10 steps for setting up a best-in-class hiring process
People are the engine of any organization. Having the right combination of people in place can make all the difference when it comes to the success of your business and even the direction of your product and level of innovation.
This fact puts a lot of pressure on your hiring process. So as you start recruiting for your development team, operations team, QA team or really anything else, what do you need to know? Here’s a look at how we approach the hiring process as Spaceship based on our own years of experience building high performing technical teams.
1) Identify the players
Hiring can not happen in a vacuum: There are many people beyond the person doing the hiring and the candidate who need to be involved in the process. And it’s important that you identify these people upfront, that way you can move as quickly as you need to through the process and set clear expectations for everyone’s participation upfront.
The key players in the hiring process include:
- Hiring Manager: This is the person who leads the entire process, including ensuring timely communications with the candidate and everyone else involved and documenting feedback along the way. It’s important that the hiring manager is also the person who will ultimately manage the candidate once they join the company, as this creates a sense of continuity and gives candidates a clear view of what to expect should they join.
- Recruiter: This is the person who often conducts initial screenings and collaborates with the hiring manager to source high quality candidates and ensure every candidate has a smooth experience at each touchpoint. Recruiters can be internal or external to the company.
- Evaluators: These are potential teammates at the company who participate in the hiring process to evaluate candidates. The hiring manager should provide the necessary context and training so that evaluators know exactly what they should be evaluating and how to behave with candidates.
2) Develop a performance profile
At Spaceship, we use performance profiles instead of job descriptions. Studies have revealed a gender bias in how people apply for roles. Men are likely to apply for a job if they meet some subset of criteria in the typical job description compared to women who often feel they need to meet all of the criteria. Oftentimes companies will treat job descriptions like a wishlist of everything their ideal candidate would have, but this can screen out over half of the talent available for a given position.
Performance profiles are a key way to reduce bias in who applies to open roles. This approach describes what work the candidate will be doing and how they will be evaluated in the first 90 days. As a result, performance profiles allow the candidate to review the actual work for the role and determine if it’s something they think they can do.
A performance profile should typically adhere to the following structure:
- Company overview
- Core values
- Description of the work the candidate will do
- Description of how the candidate’s peers might describe them
- How the candidate will be evaluated once they start the role (in the first 90 days…)

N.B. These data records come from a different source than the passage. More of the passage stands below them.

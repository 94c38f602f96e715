mod compose;
mod handlers;
mod models;
mod state;

pub use handlers::run_server;
use base64::Engine;
use base64::engine::general_purpose::STANDARD as BASE64;

use super::Artifact;
use crate::canvas::{Canvas, Color};
use crate::error::OverlayError;
use crate::font::{FontMetrics, FontSource};
use crate::render::{DrawText, OutlineSpec, OutlineStyle, RenderTarget};

/// Responsive HTML preview. Positions are percentages of the canvas and sizes
/// are `vw`, so the overlay scales with the page width.
///
/// Outlines become `text-shadow` lists instead of literal offset draws; this is
/// the one place where the preview differs visually from the raster output.
pub struct CssOverlayTarget {
    width: f32,
    height: f32,
    font_face: Option<FontFaceRule>,
    lines: Vec<CssLine>,
}

struct FontFaceRule {
    family: String,
    src: String,
}

/// `center` is the horizontal middle of the line; the browser centers the
/// line box on it with its own font metrics.
struct CssLine {
    center: f32,
    top: f32,
    font_size: f32,
    color: Color,
    shadow: Option<String>,
    family: String,
    text: String,
}

impl CssOverlayTarget {
    pub fn new(canvas: &Canvas) -> Self {
        Self {
            width: canvas.width() as f32,
            height: canvas.height() as f32,
            font_face: None,
            lines: Vec::new(),
        }
    }

    fn vw(&self, px: f32) -> f32 {
        px / self.width * 100.0
    }

    fn text_shadow(&self, outline: &OutlineSpec) -> Option<String> {
        let shadows: Vec<String> = outline
            .offset_vectors()
            .into_iter()
            .map(|(dx, dy)| {
                format!(
                    "{}vw {}vw 0 {}",
                    fmt_num(self.vw(dx)),
                    fmt_num(self.vw(dy)),
                    outline.color.to_hex()
                )
            })
            .collect();
        if shadows.is_empty() {
            None
        } else {
            Some(shadows.join(", "))
        }
    }

    fn remember_font(&mut self, font: &FontMetrics) {
        if self.font_face.is_some() {
            return;
        }
        let face = font.face();
        let src = match face.source() {
            FontSource::Remote(url) => Some(format!("url('{}')", escape_css_string(url))),
            FontSource::File(_) | FontSource::System(_) => face.data().map(|data| {
                format!(
                    "url('data:{};base64,{}')",
                    font_mime(data),
                    BASE64.encode(data)
                )
            }),
            FontSource::Builtin => None,
        };
        if let Some(src) = src {
            self.font_face = Some(FontFaceRule {
                family: face.family().to_string(),
                src,
            });
        }
    }
}

impl RenderTarget for CssOverlayTarget {
    fn outline_style(&self) -> OutlineStyle {
        OutlineStyle::Shadow
    }

    fn draw_text(&mut self, draw: &DrawText<'_>) {
        self.remember_font(draw.font);
        // with line-height 1 the browser puts the baseline half the leftover
        // em below the ascent line
        let size = draw.font.size_px();
        let top = draw.y - (size + draw.font.ascent() - draw.font.descent()) * 0.5;
        let center = draw.x + draw.font.text_width(draw.text) * 0.5;
        let family = if draw.font.face().is_builtin() {
            "sans-serif".to_string()
        } else {
            format!("'{}', sans-serif", escape_css_string(draw.font.family()))
        };
        let line = CssLine {
            center: center / self.width * 100.0,
            top: top / self.height * 100.0,
            font_size: self.vw(size),
            color: draw.color,
            shadow: draw.shadow.and_then(|outline| self.text_shadow(outline)),
            family,
            text: draw.text.to_string(),
        };
        self.lines.push(line);
    }

    fn compose(self: Box<Self>, canvas: &Canvas) -> Result<Artifact, OverlayError> {
        let background = match canvas.reference() {
            Some(url) => url.to_string(),
            None => format!(
                "data:image/png;base64,{}",
                BASE64.encode(canvas.encode_png()?)
            ),
        };

        let mut html = String::new();
        html.push_str("<!DOCTYPE html>\n<html>\n<head>\n<meta charset=\"UTF-8\">\n<style>\n");
        html.push_str("html, body { margin: 0; padding: 0; }\n");
        if let Some(rule) = &self.font_face {
            html.push_str(&format!(
                "@font-face {{ font-family: '{}'; src: {}; }}\n",
                escape_css_string(&rule.family),
                rule.src
            ));
        }
        html.push_str(&format!(
            ".overlay-canvas {{ position: relative; width: 100vw; aspect-ratio: {} / {}; background-image: url('{}'); background-size: 100% 100%; background-repeat: no-repeat; }}\n",
            fmt_num(self.width),
            fmt_num(self.height),
            escape_css_string(&background)
        ));
        html.push_str(
            ".overlay-line { position: absolute; margin: 0; line-height: 1; white-space: pre; transform: translateX(-50%); }\n",
        );
        html.push_str("</style>\n</head>\n<body>\n<div class=\"overlay-canvas\">\n");
        for line in &self.lines {
            let mut style = format!(
                "left: {}%; top: {}%; font-size: {}vw; font-family: {}; color: {};",
                fmt_num(line.center),
                fmt_num(line.top),
                fmt_num(line.font_size),
                line.family,
                line.color.to_hex()
            );
            if let Some(shadow) = &line.shadow {
                style.push_str(&format!(" text-shadow: {};", shadow));
            }
            html.push_str(&format!(
                "<div class=\"overlay-line\" style=\"{}\">{}</div>\n",
                escape_html(&style),
                escape_html(&line.text)
            ));
        }
        html.push_str("</div>\n</body>\n</html>\n");
        Ok(Artifact::Markup(html))
    }
}

fn font_mime(data: &[u8]) -> &'static str {
    match data.get(..4) {
        Some(b"OTTO") => "font/otf",
        Some(b"ttcf") => "font/collection",
        Some(b"wOFF") => "font/woff",
        Some(b"wOF2") => "font/woff2",
        _ => "font/ttf",
    }
}

/// Four decimals, trailing zeros trimmed.
fn fmt_num(value: f32) -> String {
    let text = format!("{:.4}", value);
    let text = text.trim_end_matches('0').trim_end_matches('.');
    if text == "-0" || text.is_empty() {
        "0".to_string()
    } else {
        text.to_string()
    }
}

fn escape_css_string(value: &str) -> String {
    value
        .replace('\\', "\\\\")
        .replace('\'', "\\'")
        .replace('\n', " ")
}

fn escape_html(value: &str) -> String {
    value
        .replace('&', "&amp;")
        .replace('<', "&lt;")
        .replace('>', "&gt;")
        .replace('"', "&quot;")
}

#[cfg(test)]
mod tests {
    use super::*;
    use crate::font::{FontFace, FontLoader, FontRequest, SystemFontLoader};
    use std::sync::Arc;

    fn markup(target: Box<CssOverlayTarget>, canvas: &Canvas) -> String {
        let Artifact::Markup(html) = target.compose(canvas).expect("compose") else {
            panic!("expected markup");
        };
        html
    }

    #[test]
    fn formats_numbers_compactly() {
        assert_eq!(fmt_num(46.7), "46.7");
        assert_eq!(fmt_num(6.0), "6");
        assert_eq!(fmt_num(-0.00001), "0");
        assert_eq!(fmt_num(-1.0), "-1");
        assert_eq!(fmt_num(33.333333), "33.3333");
    }

    #[test]
    fn escapes_markup_in_text() {
        let canvas = Canvas::with_reference(100, 50, "bg.png").expect("canvas");
        let metrics = FontMetrics::new(Arc::new(FontFace::builtin()), 10.0);
        let mut target = Box::new(CssOverlayTarget::new(&canvas));
        target.draw_text(&DrawText {
            x: 10.0,
            y: 20.0,
            text: "<b>Tom & ஜெர்ரி</b>",
            color: Color::WHITE,
            font: &metrics,
            shadow: None,
        });
        let Artifact::Markup(html) = target.compose(&canvas).expect("compose") else {
            panic!("expected markup");
        };
        assert!(html.contains("&lt;b&gt;Tom &amp; ஜெர்ரி&lt;/b&gt;"));
        assert!(!html.contains("text-shadow"));
        assert!(html.contains("url('bg.png')"));
    }

    #[test]
    fn lines_are_centered_by_the_browser() {
        let canvas = Canvas::with_reference(400, 100, "bg.png").expect("canvas");
        let metrics = FontMetrics::new(Arc::new(FontFace::builtin()), 20.0);
        let width = metrics.text_width("Centered line");
        let mut target = Box::new(CssOverlayTarget::new(&canvas));
        target.draw_text(&DrawText {
            x: (400.0 - width) * 0.5,
            y: 60.0,
            text: "Centered line",
            color: Color::WHITE,
            font: &metrics,
            shadow: None,
        });
        let html = markup(target, &canvas);
        assert!(html.contains("transform: translateX(-50%)"));
        assert!(html.contains("style=\"left: 50%; top: 44%;"), "{}", html);
        assert!(!html.contains("width: "));
    }

    #[test]
    fn installed_faces_are_embedded() {
        let face = SystemFontLoader::new()
            .load(&FontRequest::new("sans-serif"))
            .expect("sans-serif");
        if face.is_builtin() {
            return;
        }
        let family = face.family().to_string();
        let metrics = FontMetrics::new(Arc::new(face), 16.0);
        let canvas = Canvas::with_reference(200, 100, "bg.png").expect("canvas");
        let mut target = Box::new(CssOverlayTarget::new(&canvas));
        target.draw_text(&DrawText {
            x: 20.0,
            y: 50.0,
            text: "Hi",
            color: Color::WHITE,
            font: &metrics,
            shadow: None,
        });
        let html = markup(target, &canvas);
        assert!(
            html.contains(&format!("@font-face {{ font-family: '{}'; src: url('data:font/", family)),
            "{}",
            &html[..html.len().min(400)]
        );
        assert!(html.contains(&format!("font-family: '{}', sans-serif", family)));
    }

    #[test]
    fn font_mime_follows_the_file_signature() {
        assert_eq!(font_mime(b"OTTO\0\0"), "font/otf");
        assert_eq!(font_mime(b"ttcf\0\0"), "font/collection");
        assert_eq!(font_mime(&[0, 1, 0, 0, 0]), "font/ttf");
    }

    #[test]
    fn embeds_pixels_when_no_reference() {
        let canvas = Canvas::from_rgba(image::RgbaImage::new(4, 4)).expect("canvas");
        let target = Box::new(CssOverlayTarget::new(&canvas));
        let Artifact::Markup(html) = target.compose(&canvas).expect("compose") else {
            panic!("expected markup");
        };
        assert!(html.contains("url('data:image/png;base64,"));
        assert!(html.contains("aspect-ratio: 4 / 4"));
    }
}
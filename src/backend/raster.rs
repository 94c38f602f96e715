use image::{Rgba, RgbaImage};
use tiny_skia::{
    FillRule, Paint, Path, PathBuilder, Pixmap, PremultipliedColorU8, Rect, Transform,
};
use ttf_parser::{GlyphId, OutlineBuilder};

use super::Artifact;
use crate::canvas::{Canvas, Color, encode_png};
use crate::error::OverlayError;
use crate::render::{DrawText, RenderTarget};

/// Draws glyph outlines onto a transparent layer that is blended over the
/// canvas pixels at the end. Pixels the text never touches keep their bytes.
pub struct RasterTarget {
    overlay: Pixmap,
    draws: usize,
}

impl RasterTarget {
    pub fn new(canvas: &Canvas) -> Result<Self, OverlayError> {
        canvas.require_pixels()?;
        let overlay = Pixmap::new(canvas.width(), canvas.height()).ok_or_else(|| {
            OverlayError::InvalidCanvas(format!(
                "cannot allocate {}x{} pixmap",
                canvas.width(),
                canvas.height()
            ))
        })?;
        Ok(Self { overlay, draws: 0 })
    }

    /// The composited pixels as straight RGBA.
    pub(crate) fn into_image(self, canvas: &Canvas) -> Result<RgbaImage, OverlayError> {
        let mut image = canvas.require_pixels()?.clone();
        if self.draws == 0 {
            return Ok(image);
        }
        for (dst, src) in image.pixels_mut().zip(self.overlay.pixels()) {
            if src.alpha() > 0 {
                blend_over(dst, *src);
            }
        }
        Ok(image)
    }

    fn fill_glyph_outlines(&mut self, draw: &DrawText<'_>, origin_x: f32, origin_y: f32) {
        let paint = paint_for(draw.color);
        let face = draw.font.face();
        let size = draw.font.size_px();
        let placements = face.place_glyphs(draw.text, size);
        let pixmap = &mut self.overlay;
        let drawn = face.with_parsed(|parsed| {
            let scale = size / parsed.units_per_em().max(1) as f32;
            for glyph in placements.iter().filter(|glyph| !glyph.ch.is_whitespace()) {
                let mut builder = GlyphPathBuilder::new(origin_x + glyph.x, origin_y, scale);
                if parsed
                    .outline_glyph(GlyphId(glyph.glyph_id), &mut builder)
                    .is_none()
                {
                    continue;
                }
                if let Some(path) = builder.finish() {
                    pixmap.fill_path(
                        &path,
                        &paint,
                        FillRule::Winding,
                        Transform::identity(),
                        None,
                    );
                }
            }
        });
        if drawn.is_none() {
            self.fill_placeholder_boxes(draw, origin_x, origin_y);
        }
    }

    /// The builtin face has no outlines; every visible character becomes a box.
    fn fill_placeholder_boxes(&mut self, draw: &DrawText<'_>, origin_x: f32, origin_y: f32) {
        let paint = paint_for(draw.color);
        let size = draw.font.size_px();
        let box_height = size * 0.7;
        for glyph in draw.font.face().place_glyphs(draw.text, size) {
            if glyph.ch.is_whitespace() {
                continue;
            }
            let inset = glyph.advance * 0.1;
            if let Some(rect) = Rect::from_xywh(
                origin_x + glyph.x + inset,
                origin_y - box_height,
                glyph.advance - inset * 2.0,
                box_height,
            ) {
                self.overlay
                    .fill_rect(rect, &paint, Transform::identity(), None);
            }
        }
    }
}

impl RenderTarget for RasterTarget {
    fn draw_text(&mut self, draw: &DrawText<'_>) {
        if draw.text.is_empty() || draw.color.a == 0 {
            return;
        }
        self.draws += 1;
        self.fill_glyph_outlines(draw, draw.x.round(), draw.y.round());
    }

    fn compose(self: Box<Self>, canvas: &Canvas) -> Result<Artifact, OverlayError> {
        if self.draws == 0 {
            return canvas.encode_png().map(Artifact::Png);
        }
        let image = self.into_image(canvas)?;
        encode_png(&image).map(Artifact::Png)
    }
}

fn paint_for(color: Color) -> Paint<'static> {
    let mut paint = Paint::default();
    paint.set_color_rgba8(color.r, color.g, color.b, color.a);
    paint.anti_alias = true;
    paint
}

/// Source-over of a premultiplied overlay pixel onto a straight-alpha pixel.
fn blend_over(dst: &mut Rgba<u8>, src: PremultipliedColorU8) {
    let src_alpha = src.alpha() as f32 / 255.0;
    let dst_alpha = dst.0[3] as f32 / 255.0;
    let keep = dst_alpha * (1.0 - src_alpha);
    let out_alpha = src_alpha + keep;
    if out_alpha <= 0.0 {
        return;
    }
    let channel = |src: u8, dst: u8| {
        let value = (src as f32 / 255.0 + dst as f32 / 255.0 * keep) / out_alpha;
        (value * 255.0).round().clamp(0.0, 255.0) as u8
    };
    let [r, g, b, _] = dst.0;
    *dst = Rgba([
        channel(src.red(), r),
        channel(src.green(), g),
        channel(src.blue(), b),
        (out_alpha * 255.0).round().clamp(0.0, 255.0) as u8,
    ]);
}

/// Maps font units (y up) to pixmap pixels (y down) around a baseline origin.
struct GlyphPathBuilder {
    builder: PathBuilder,
    origin_x: f32,
    origin_y: f32,
    scale: f32,
}

impl GlyphPathBuilder {
    fn new(origin_x: f32, origin_y: f32, scale: f32) -> Self {
        Self {
            builder: PathBuilder::new(),
            origin_x,
            origin_y,
            scale,
        }
    }

    fn point(&self, x: f32, y: f32) -> (f32, f32) {
        (self.origin_x + x * self.scale, self.origin_y - y * self.scale)
    }

    fn finish(self) -> Option<Path> {
        self.builder.finish()
    }
}

impl OutlineBuilder for GlyphPathBuilder {
    fn move_to(&mut self, x: f32, y: f32) {
        let (x, y) = self.point(x, y);
        self.builder.move_to(x, y);
    }

    fn line_to(&mut self, x: f32, y: f32) {
        let (x, y) = self.point(x, y);
        self.builder.line_to(x, y);
    }

    fn quad_to(&mut self, x1: f32, y1: f32, x: f32, y: f32) {
        let (x1, y1) = self.point(x1, y1);
        let (x, y) = self.point(x, y);
        self.builder.quad_to(x1, y1, x, y);
    }

    fn curve_to(&mut self, x1: f32, y1: f32, x2: f32, y2: f32, x: f32, y: f32) {
        let (x1, y1) = self.point(x1, y1);
        let (x2, y2) = self.point(x2, y2);
        let (x, y) = self.point(x, y);
        self.builder.cubic_to(x1, y1, x2, y2, x, y);
    }

    fn close(&mut self) {
        self.builder.close();
    }
}
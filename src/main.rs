use std::io::{self, IsTerminal, Read};
use std::path::{Path, PathBuf};

use anyhow::{Result, anyhow};
use clap::Parser;

#[derive(Parser, Debug)]
#[command(
    name = "overlay-composer",
    version,
    about = "Overlay outlined, centered text on an image"
)]
struct Cli {
    /// Image to draw on (png, jpeg, webp, ...)
    #[arg(short = 'i', long = "image", required_unless_present = "server")]
    image: Option<PathBuf>,

    /// Overlay text (read from stdin when omitted)
    #[arg(short = 't', long = "text")]
    text: Option<String>,

    /// Text color (#RRGGBB, rgb(...), or a color name; default from settings)
    #[arg(short = 'c', long = "color")]
    color: Option<String>,

    /// Output backend: raster (png), css (html preview), document (pdf)
    #[arg(short = 'b', long = "backend", default_value = "raster")]
    backend: String,

    /// Output path (default: result.<ext>)
    #[arg(short = 'o', long = "output")]
    output: Option<PathBuf>,

    /// Font family name, font file path, URL, or "builtin"
    #[arg(short = 'f', long = "font-family")]
    font_family: Option<String>,

    /// Font size in pixels (default: image width / 20, at least 12)
    #[arg(short = 's', long = "font-size")]
    font_size: Option<f32>,

    /// Outline color (default from settings)
    #[arg(long = "outline-color")]
    outline_color: Option<String>,

    /// Read extra settings from a local TOML file
    #[arg(short = 'r', long = "read-settings")]
    read_settings: Option<String>,

    /// Run the HTTP server on the given address (e.g. 127.0.0.1:11223)
    #[arg(long = "server")]
    server: Option<String>,

    /// Enable verbose logging
    #[arg(long = "verbose")]
    verbose: bool,
}

#[tokio::main]
async fn main() -> Result<()> {
    let cli = Cli::parse();
    overlay_composer::logging::init(cli.verbose)?;

    if let Some(addr) = cli.server {
        let settings = overlay_composer::settings::load_settings(
            cli.read_settings.as_deref().map(Path::new),
        )?;
        return overlay_composer::server::run_server(settings, addr).await;
    }

    let image = cli
        .image
        .ok_or_else(|| anyhow!("--image is required"))?;
    let input = if cli.text.is_none() && !io::stdin().is_terminal() {
        let mut buffer = String::new();
        io::stdin()
            .read_to_string(&mut buffer)
            .map_err(|err| anyhow!("stdin must be UTF-8 text: {}", err))?;
        Some(buffer.trim_end_matches(['\r', '\n']).to_string())
    } else {
        None
    };

    let config = overlay_composer::Config {
        image,
        text: cli.text,
        color: cli.color,
        backend: cli.backend,
        output: cli.output,
        font_family: cli.font_family,
        font_size: cli.font_size,
        outline_color: cli.outline_color,
        settings_path: cli.read_settings,
    };
    let output = overlay_composer::run(config, input).await?;
    println!("{}", output.display());
    Ok(())
}
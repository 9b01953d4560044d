//! Theater chase animations
//!
//! Only every third pixel is lit; the lit subset rotates through the
//! three phase offsets. Lit pixels are reset to black after each flush
//! so the next phase starts from a dark strip.

use embassy_time::Duration;

use super::{Animator, Completion, Step};
use crate::PixelSink;
use crate::color::{BLACK, Rgb, wheel};
use crate::pacing::FramePacer;
use crate::sink::SinkError;

impl<P: FramePacer> Animator<'_, P> {
    /// Movie-theater-marquee style chaser in a single color.
    pub fn theater_chase<S: PixelSink>(
        &mut self,
        sink: &mut S,
        color: Rgb,
        delay: Duration,
        iterations: usize,
    ) -> Result<Completion, SinkError> {
        let count = sink.pixel_count();
        let mut failures = 0;
        for _ in 0..iterations {
            for q in 0..3 {
                for i in (q..count).step_by(3) {
                    sink.set_pixel(i, color)?;
                }
                if let Step::Interrupted = self.advance(sink, delay, &mut failures)? {
                    return Ok(Completion::Interrupted);
                }
                for i in (q..count).step_by(3) {
                    sink.set_pixel(i, BLACK)?;
                }
            }
        }

        Ok(Completion::Finished)
    }

    /// Chaser whose lit pixels cycle through the rainbow.
    ///
    /// The hue is keyed to the base index of each lit triple and wraps
    /// modulo 255, not 256. The shorter cycle is part of this
    /// animation's look; do not "fix" it to match [`Animator::rainbow`].
    #[allow(clippy::cast_possible_truncation)]
    pub fn theater_chase_rainbow<S: PixelSink>(
        &mut self,
        sink: &mut S,
        delay: Duration,
    ) -> Result<Completion, SinkError> {
        let count = sink.pixel_count();
        let mut failures = 0;
        for j in 0..256usize {
            for q in 0..3 {
                for base in (0..count).step_by(3) {
                    let index = base + q;
                    if index >= count {
                        break;
                    }
                    sink.set_pixel(index, wheel(((base + j) % 255) as u8))?;
                }
                if let Step::Interrupted = self.advance(sink, delay, &mut failures)? {
                    return Ok(Completion::Interrupted);
                }
                for base in (0..count).step_by(3) {
                    let index = base + q;
                    if index >= count {
                        break;
                    }
                    sink.set_pixel(index, BLACK)?;
                }
            }
        }

        Ok(Completion::Finished)
    }
}
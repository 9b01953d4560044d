//! Frame pacing seam.
//!
//! The animation routines block between frames, but how a platform
//! waits differs (thread sleep, timer wait, event polling). The pacer
//! trait keeps the core portable; hosts provide the wait.

use embassy_time::Duration;

/// Blocking wait between animation frames.
///
/// Implementations may return early (for example when an interrupt
/// arrives during the wait); the animation core re-checks its
/// cancellation token on every step, so an early return only shortens
/// one frame delay.
pub trait FramePacer {
    /// Block for approximately `duration`.
    fn sleep(&mut self, duration: Duration);
}
//! Color wipe animations
//!
//! Reveal a solid color one pixel per frame, leaving already-written
//! pixels at their prior value.

use embassy_time::Duration;

use super::{Animator, Completion, Step};
use crate::PixelSink;
use crate::color::Rgb;
use crate::pacing::FramePacer;
use crate::sink::SinkError;

impl<P: FramePacer> Animator<'_, P> {
    /// Wipe `color` across the strip from pixel 0 upward.
    ///
    /// After completion the whole strip shows `color`; one flush per
    /// pixel, in ascending index order.
    pub fn color_wipe<S: PixelSink>(
        &mut self,
        sink: &mut S,
        color: Rgb,
        delay: Duration,
    ) -> Result<Completion, SinkError> {
        let mut failures = 0;
        for i in 0..sink.pixel_count() {
            sink.set_pixel(i, color)?;
            if let Step::Interrupted = self.advance(sink, delay, &mut failures)? {
                return Ok(Completion::Interrupted);
            }
        }

        Ok(Completion::Finished)
    }

    /// Wipe `color` across the strip from the last pixel downward.
    pub fn reverse_color_wipe<S: PixelSink>(
        &mut self,
        sink: &mut S,
        color: Rgb,
        delay: Duration,
    ) -> Result<Completion, SinkError> {
        let mut failures = 0;
        for i in (0..sink.pixel_count()).rev() {
            sink.set_pixel(i, color)?;
            if let Step::Interrupted = self.advance(sink, delay, &mut failures)? {
                return Ok(Completion::Interrupted);
            }
        }

        Ok(Completion::Finished)
    }
}
//! Channel wiring order for addressable strips
//!
//! Different strip models expect their color channels in different
//! orders on the wire. The order is resolved once at configuration time
//! and applied when a frame is encoded for transfer.

use heapless::Vec;

use crate::color::Rgb;

const ORDER_NAME_RGB: &str = "RGB";
const ORDER_NAME_RBG: &str = "RBG";
const ORDER_NAME_GRB: &str = "GRB";
const ORDER_NAME_GBR: &str = "GBR";
const ORDER_NAME_BRG: &str = "BRG";
const ORDER_NAME_BGR: &str = "BGR";
const ORDER_NAME_GRBW: &str = "GRBW";

/// Physical channel order of a strip
///
/// The six three-channel permutations, plus `Grbw` for four-channel
/// strips with a dedicated white LED. The white channel is not part of
/// the animation color model and is always written as zero.
#[derive(Clone, Copy, Debug, PartialEq, Eq)]
pub enum ChannelOrder {
    Rgb,
    Rbg,
    Grb,
    Gbr,
    Brg,
    Bgr,
    Grbw,
}

impl Default for ChannelOrder {
    fn default() -> Self {
        Self::Rbg
    }
}

impl ChannelOrder {
    /// Number of bytes one pixel occupies on the wire
    pub const fn channel_count(self) -> usize {
        match self {
            Self::Grbw => 4,
            _ => 3,
        }
    }

    /// Encode one logical RGB color into wire byte order
    pub fn encode(self, color: Rgb) -> Vec<u8, 4> {
        let Rgb { r, g, b } = color;
        let bytes: &[u8] = match self {
            Self::Rgb => &[r, g, b],
            Self::Rbg => &[r, b, g],
            Self::Grb => &[g, r, b],
            Self::Gbr => &[g, b, r],
            Self::Brg => &[b, r, g],
            Self::Bgr => &[b, g, r],
            Self::Grbw => &[g, r, b, 0],
        };

        let mut out = Vec::new();
        // At most 4 bytes, matching the Vec capacity
        let _ = out.extend_from_slice(bytes);
        out
    }

    pub const fn as_str(self) -> &'static str {
        match self {
            Self::Rgb => ORDER_NAME_RGB,
            Self::Rbg => ORDER_NAME_RBG,
            Self::Grb => ORDER_NAME_GRB,
            Self::Gbr => ORDER_NAME_GBR,
            Self::Brg => ORDER_NAME_BRG,
            Self::Bgr => ORDER_NAME_BGR,
            Self::Grbw => ORDER_NAME_GRBW,
        }
    }

    pub fn parse_from_str(s: &str) -> Option<Self> {
        match s {
            ORDER_NAME_RGB => Some(Self::Rgb),
            ORDER_NAME_RBG => Some(Self::Rbg),
            ORDER_NAME_GRB => Some(Self::Grb),
            ORDER_NAME_GBR => Some(Self::Gbr),
            ORDER_NAME_BRG => Some(Self::Brg),
            ORDER_NAME_BGR => Some(Self::Bgr),
            ORDER_NAME_GRBW => Some(Self::Grbw),
            _ => None,
        }
    }
}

- Links to additional resources (e.g. benefits)
Importantly, the hiring manager should write the profile for each role they are hiring. This is an important exercise that forces the hiring manager to evaluate expectations for the role ahead of hiring for the role. Once completed, the performance profile should live on a public web page with a static URL so that people can easily share it with others in their network.
3) Lead a basic resume screen
Once you start getting candidates into the pipeline, whether through inbound applications, recruiter outreach or referrals, it’s time to start screening resumes. Once again, this step should be led by the hiring manager. At Spaceship, we try not to eliminate too many people during this step; rather, we use it to:
- Weed out anyone who seems to be a complete mismatch for the role
- Help recruiters identify relevant skills and context for sourcing candidates (e.g. if a candidate has experience with Python and Django, there would be little onboarding to adopt Ruby and Rails as a skillset)
- Understand candidate backgrounds and start developing discussion points for a phone screen
4) Conduct phone screens
The phone screen is a good introductory step for candidates and hiring managers alike. On the candidate side, it offers an opportunity to get to know more about the company and to meet the hiring manager, who would ultimately be their manager if they join the company. Overall, this screen sets the tone for the rest of the process and gives the candidate a clear point of contact.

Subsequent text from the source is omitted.